TO DO: In the entries below, count the lines that include the word "SimulatedBrowser" and reply with the number alone.

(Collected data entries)
• • • • •

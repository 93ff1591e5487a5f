use std::fs;
use std::process::Command;

use anyhow::{Context, Result};
use tempfile::tempdir;

fn schedassist() -> Command {
    let mut command = Command::new(env!("CARGO_BIN_EXE_schedassist"));
    command.env("RUST_LOG", "warn");
    command
}

#[test]
fn config_validate_accepts_a_partial_file() -> Result<()> {
    let tmp = tempdir()?;
    let path = tmp.path().join("schedassist.yaml");
    fs::write(&path, "retry:\n  max_attempts: 4\n")?;

    let output = schedassist()
        .arg("--config")
        .arg(&path)
        .args(["config", "validate"])
        .output()
        .context("failed to execute config validate")?;
    assert!(
        output.status.success(),
        "stderr: {}",
        String::from_utf8_lossy(&output.stderr)
    );
    assert!(String::from_utf8_lossy(&output.stdout).contains("is valid"));
    Ok(())
}

#[test]
fn config_validate_rejects_an_empty_allow_list() -> Result<()> {
    let tmp = tempdir()?;
    let path = tmp.path().join("schedassist.yaml");
    fs::write(&path, "injection:\n  allow_prefixes: []\n")?;

    let output = schedassist()
        .arg("--config")
        .arg(&path)
        .args(["config", "validate"])
        .output()?;
    assert!(!output.status.success());
    Ok(())
}

#[test]
fn replay_reports_deduplicated_injections() -> Result<()> {
    let tmp = tempdir()?;
    let config = tmp.path().join("schedassist.yaml");
    fs::write(&config, "retry:\n  max_attempts: 1\n")?;
    let script = tmp.path().join("transitions.json");
    fs::write(
        &script,
        r#"[
            {"context": 1, "phase": "navigating"},
            {"context": 1, "phase": "completed", "state": "https://miyabi381.github.io/Scheduler-test.html"},
            {"context": 1, "phase": "completed", "state": "https://miyabi381.github.io/Scheduler-test.html"},
            {"context": 1, "phase": "navigating"},
            {"context": 1, "phase": "completed", "state": "https://miyabi381.github.io/Scheduler-test.html"},
            {"context": 1, "phase": "removed"}
        ]"#,
    )?;

    let output = schedassist()
        .arg("--config")
        .arg(&config)
        .args(["--output", "json", "replay"])
        .arg(&script)
        .arg("--settle")
        .output()?;
    assert!(
        output.status.success(),
        "stderr: {}",
        String::from_utf8_lossy(&output.stderr)
    );

    let report: serde_json::Value = serde_json::from_slice(&output.stdout)?;
    assert_eq!(report["steps"], 6);
    assert_eq!(report["injections"], 2);
    assert_eq!(report["ignored"], 1);
    Ok(())
}

#[test]
fn demo_prints_the_generated_controls() -> Result<()> {
    let tmp = tempdir()?;
    let config = tmp.path().join("schedassist.yaml");
    fs::write(&config, "demo:\n  groups: [\"Sales\", \"Ops\"]\n")?;

    let output = schedassist()
        .arg("--config")
        .arg(&config)
        .args(["--output", "json", "demo", "--toggle-resource"])
        .output()?;
    assert!(
        output.status.success(),
        "stderr: {}",
        String::from_utf8_lossy(&output.stderr)
    );

    let summary: serde_json::Value = serde_json::from_slice(&output.stdout)?;
    assert_eq!(summary["injections"], 1);
    assert_eq!(summary["groups"].as_array().map(Vec::len), Some(2));
    assert_eq!(summary["groups"][0]["title"], "Sales");
    assert_eq!(summary["resource_active"], true);
    assert_eq!(summary["page"]["resource_commits"], 1);
    Ok(())
}
//! Lifecycle notifications through the tracker into the simulated browser.

use std::sync::Arc;

use extensions_bridge::{
    BridgeEvent, InjectionConfig, InjectionTracker, TransitionOutcome, TransitionPhase,
};
use schedassist_cli::{AssistConfig, PageOptions, SimulatedBrowser};
use schedassist_core_types::ContextId;
use tokio::sync::broadcast;

const PAGE: &str = "https://miyabi381.github.io/Scheduler-test.html";

fn pipeline() -> (
    Arc<SimulatedBrowser>,
    Arc<InjectionTracker>,
    broadcast::Receiver<BridgeEvent>,
) {
    let config = AssistConfig::default();
    let browser = SimulatedBrowser::new(config.automation_settings(), PageOptions::default());
    let (bus, events) = broadcast::channel(64);
    let tracker = InjectionTracker::new(InjectionConfig::default(), browser.clone(), bus);
    (browser, tracker, events)
}

#[tokio::test]
async fn repeated_completion_initializes_automation_once() {
    let (browser, tracker, _events) = pipeline();
    let ctx = ContextId(1);
    browser.navigate(ctx);

    tracker
        .on_context_transition(ctx, TransitionPhase::Navigating, PAGE)
        .await;
    tracker
        .on_context_transition(ctx, TransitionPhase::Completed, PAGE)
        .await;
    let second = tracker
        .on_context_transition(ctx, TransitionPhase::Completed, PAGE)
        .await;
    assert!(matches!(second, TransitionOutcome::Ignored(_)));
    browser.settle(ctx).await;

    assert_eq!(browser.script_runs(ctx), 1);
    assert_eq!(browser.styles(ctx), vec!["main.css".to_string()]);
    let runtime = browser.runtime(ctx).unwrap();
    assert_eq!(runtime.groups().controls().len(), 3);
    assert!(runtime.resource().control().is_some());

    let page = browser.page(ctx).unwrap();
    assert_eq!(
        page.document()
            .query_selector_all("#GroupViewToggleBottons > button")
            .unwrap()
            .len(),
        3
    );
}

#[tokio::test]
async fn navigation_between_completions_injects_into_the_new_page() {
    let (browser, tracker, _events) = pipeline();
    let ctx = ContextId(2);

    browser.navigate(ctx);
    tracker
        .on_context_transition(ctx, TransitionPhase::Completed, PAGE)
        .await;
    browser.settle(ctx).await;
    let first = browser.runtime(ctx).unwrap();

    browser.navigate(ctx);
    tracker
        .on_context_transition(ctx, TransitionPhase::Navigating, PAGE)
        .await;
    let outcome = tracker
        .on_context_transition(ctx, TransitionPhase::Completed, PAGE)
        .await;
    assert_eq!(outcome, TransitionOutcome::Injected { failures: 0 });
    browser.settle(ctx).await;

    let second = browser.runtime(ctx).unwrap();
    assert!(!Arc::ptr_eq(&first, &second));
    assert!(first.is_shut_down());
    assert_eq!(second.groups().controls().len(), 3);
}

#[tokio::test]
async fn injection_into_a_closed_tab_is_reported() {
    let (browser, tracker, mut events) = pipeline();
    let ctx = ContextId(3);

    let outcome = tracker
        .on_context_transition(ctx, TransitionPhase::Completed, PAGE)
        .await;
    assert_eq!(outcome, TransitionOutcome::Injected { failures: 2 });
    assert!(browser.runtime(ctx).is_none());

    let mut failures = 0;
    while let Ok(event) = events.try_recv() {
        if matches!(event, BridgeEvent::InjectionFailed { .. }) {
            failures += 1;
        }
    }
    assert_eq!(failures, 2);
}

• • • • •

WRITTEN SOLUTION: 3